TASK DESCRIPTION: Search the entries below for "inner", and copy each line where it appears.

GIVEN RECORDS:
use std::sync::Arc;

use parking_lot::RwLock;

use crate::document::Document;
use crate::entity::{Entity, EntityId, NewEntity};
use crate::error::{KernelError, Result};
use crate::layer::LayerId;
use crate::transform::Transform2D;

/// Clonable handle to a document used from several threads.
///
/// Mutations hold the write lock for their whole duration. Readers block
/// until an in-flight mutation has committed, so every read sees a state
/// between two complete commands.
#[derive(Debug, Clone)]
pub struct SharedDocument {
    inner: Arc<RwLock<Document>>,
}

impl SharedDocument {
    pub fn new(document: Document) -> Self {
        Self {
            inner: Arc::new(RwLock::new(document)),
        }
    }

    /// Run a read-only closure. Concurrent readers proceed together.
    pub fn read<T>(&self, f: impl FnOnce(&Document) -> T) -> T {
        f(&self.inner.read())
    }

    /// Run a mutation under the exclusive lock, waiting for it if needed.
    pub fn write<T>(&self, f: impl FnOnce(&mut Document) -> Result<T>) -> Result<T> {
        f(&mut self.inner.write())
    }

    /// Like [`write`](Self::write), but fails with
    /// [`KernelError::Concurrency`] instead of waiting.
    pub fn try_write<T>(&self, f: impl FnOnce(&mut Document) -> Result<T>) -> Result<T> {
        let mut guard = self.inner.try_write().ok_or(KernelError::Concurrency)?;
        f(&mut guard)
    }

    /// Run a per-item batch in chunks of `batch_chunk_size`, releasing the
    /// lock between chunks so readers are not starved. Each chunk is its own
    /// undo step; results are reported per item in input order.
    fn in_chunks<I, T>(
        &self,
        what: &str,
        items: Vec<I>,
        mut op: impl FnMut(&mut Document, Vec<I>) -> Vec<Result<T>>,
    ) -> Vec<Result<T>> {
        let chunk_size = self.inner.read().settings().batch_chunk_size.max(1);
        let total = items.len();
        let mut results = Vec::with_capacity(total);
        let mut items = items.into_iter().peekable();
        let mut chunks = 0;
        while items.peek().is_some() {
            let chunk: Vec<I> = items.by_ref().take(chunk_size).collect();
            results.extend(op(&mut *self.inner.write(), chunk));
            chunks += 1;
        }
        log::debug!("{what}: {total} items in {chunks} chunks");
        results
    }

    pub fn create_entities(&self, items: Vec<NewEntity>) -> Vec<Result<Entity>> {
        self.in_chunks("create", items, |d, chunk| d.create_entities(chunk))
    }

    pub fn delete_entities(&self, ids: &[EntityId]) -> Vec<Result<Entity>> {
        self.in_chunks("delete", ids.to_vec(), |d, chunk| d.delete_entities(&chunk))
    }

    pub fn move_entities_to_layer(&self, ids: &[EntityId], layer_id: LayerId) -> Vec<Result<Entity>> {
        self.in_chunks("move to layer", ids.to_vec(), |d, chunk| {
            d.move_entities_to_layer(&chunk, layer_id)
        })
    }

    pub fn transform_entities(&self, ids: &[EntityId], t: &Transform2D) -> Vec<Result<Entity>> {
        self.in_chunks("transform", ids.to_vec(), |d, chunk| d.transform_entities(&chunk, t))
    }

    pub fn copy_entities(&self, ids: &[EntityId], t: &Transform2D) -> Vec<Result<Entity>> {
        self.in_chunks("copy", ids.to_vec(), |d, chunk| d.copy_entities(&chunk, t))
    }

    /// Number of live handles to this document.
    pub fn handle_count(&self) -> usize {
        Arc::strong_count(&self.inner)
    }
}

impl From<Document> for SharedDocument {
    fn from(document: Document) -> Self {
        Self::new(document)
    }
}

#[cfg(test)]
mod tests {
    use super::*;
    use crate::entity::Properties;
    use crate::geometry::{Geometry, Line, Point};
    use crate::layer::Layer;
    use crate::settings::DocumentSettings;
    use std::thread;

    fn line(i: usize) -> Geometry {
        let y = i as f64;
        Geometry::Line(Line::new(Point::new(0.0, y), Point::new(1.0, y)))
    }

    #[test]
    fn test_read_write() {
        let shared = SharedDocument::new(Document::new("shared"));
        let layer = shared.read(|d| d.default_layer());
        let e = shared
            .write(|d| d.create_entity(line(0), layer, Properties::new()))
            .unwrap();
        assert!(shared.read(|d| d.get_entity(e.id).is_some()));
    }

    #[test]
    fn test_try_write_reports_contention() {
        let shared = SharedDocument::new(Document::new("shared"));
        let other = shared.clone();
        assert_eq!(shared.handle_count(), 2);
        let err = shared
            .write(|_| other.try_write(|_| Ok(())))
            .unwrap_err();
        assert_eq!(err, KernelError::Concurrency);
        assert!(other.try_write(|_| Ok(())).is_ok());
    }

    #[test]
    fn test_chunked_batch() {
        let settings = DocumentSettings {
            batch_chunk_size: 4,
            ..Default::default()
        };
        let shared = SharedDocument::new(Document::with_settings("batch", settings));
        let layer = shared.read(|d| d.default_layer());
        let items = (0..10).map(|i| NewEntity::new(line(i), layer)).collect();

        let results = shared.create_entities(items);
        assert_eq!(results.len(), 10);
        assert!(results.iter().all(|r| r.is_ok()));
        shared.read(|d| {
            assert_eq!(d.entity_count(), 10);
            assert_eq!(d.history().undo_depth(), 3);
        });
    }

    #[test]
    fn test_chunked_bulk_edits_report_per_item() {
        let settings = DocumentSettings {
            batch_chunk_size: 3,
            ..Default::default()
        };
        let shared = SharedDocument::new(Document::with_settings("bulk", settings));
        let layer = shared.read(|d| d.default_layer());
        let mut ids: Vec<EntityId> = shared
            .create_entities((0..7).map(|i| NewEntity::new(line(i), layer)).collect())
            .into_iter()
            .map(|r| r.unwrap().id)
            .collect();
        let missing = EntityId::new();
        ids.insert(4, missing);
        let depth = shared.read(|d| d.history().undo_depth());

        let moved = shared.transform_entities(&ids, &Transform2D::translate(10.0, 0.0));
        assert_eq!(moved.len(), 8);
        assert!(matches!(moved[4], Err(KernelError::NotFound { .. })));
        assert_eq!(moved.iter().filter(|r| r.is_ok()).count(), 7);
        // 8 ids in chunks of 3 make three undo steps.
        assert_eq!(shared.read(|d| d.history().undo_depth()), depth + 3);

        let copies = shared.copy_entities(&ids[..2], &Transform2D::translate(0.0, 100.0));
        assert!(copies.iter().all(|r| r.is_ok()));

        let other = shared.write(|d| d.create_layer(Layer::new("Other"))).unwrap();
        let relayered = shared.move_entities_to_layer(&ids, other.id);
        assert_eq!(relayered.iter().filter(|r| r.is_ok()).count(), 7);

        let deleted = shared.delete_entities(&ids);
        assert!(deleted[4].is_err());
        shared.read(|d| {
            assert_eq!(d.entity_count(), 2);
            d.check_consistency().unwrap();
        });
    }

    #[test]
    fn test_concurrent_readers_see_whole_commands() {
        let shared = SharedDocument::new(Document::new("threads"));
        let layer = shared.read(|d| d.default_layer());

        let writer = {
            let shared = shared.clone();
            thread::spawn(move || {
                for i in 0..50 {
                    shared
                        .write(|d| {
                            d.transaction("pair", |d| {
                                d.create_entity(line(2 * i), layer, Properties::new())?;
                                d.create_entity(line(2 * i + 1), layer, Properties::new())
                            })
                        })
                        .unwrap();
                }
            })
        };
        let readers: Vec<_> = (0..4)
            .map(|_| {
                let shared = shared.clone();
                thread::spawn(move || {
                    for _ in 0..50 {
                        shared.read(|d| {
                            assert_eq!(d.entity_count() % 2, 0);
                            d.check_consistency().unwrap();
                        });
                    }
                })
            })
            .collect();

        writer.join().unwrap();
        for r in readers {
            r.join().unwrap();
        }
        assert_eq!(shared.read(|d| d.entity_count()), 100);
    }
}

OUTPUT FOR THIS EXERCISE:
    inner: Arc<RwLock<Document>>,
            inner: Arc::new(RwLock::new(document)),
        f(&self.inner.read())
        f(&mut self.inner.write())
        let mut guard = self.inner.try_write().ok_or(KernelError::Concurrency)?;
        let chunk_size = self.inner.read().settings().batch_chunk_size.max(1);
            results.extend(op(&mut *self.inner.write(), chunk));
        Arc::strong_count(&self.inner)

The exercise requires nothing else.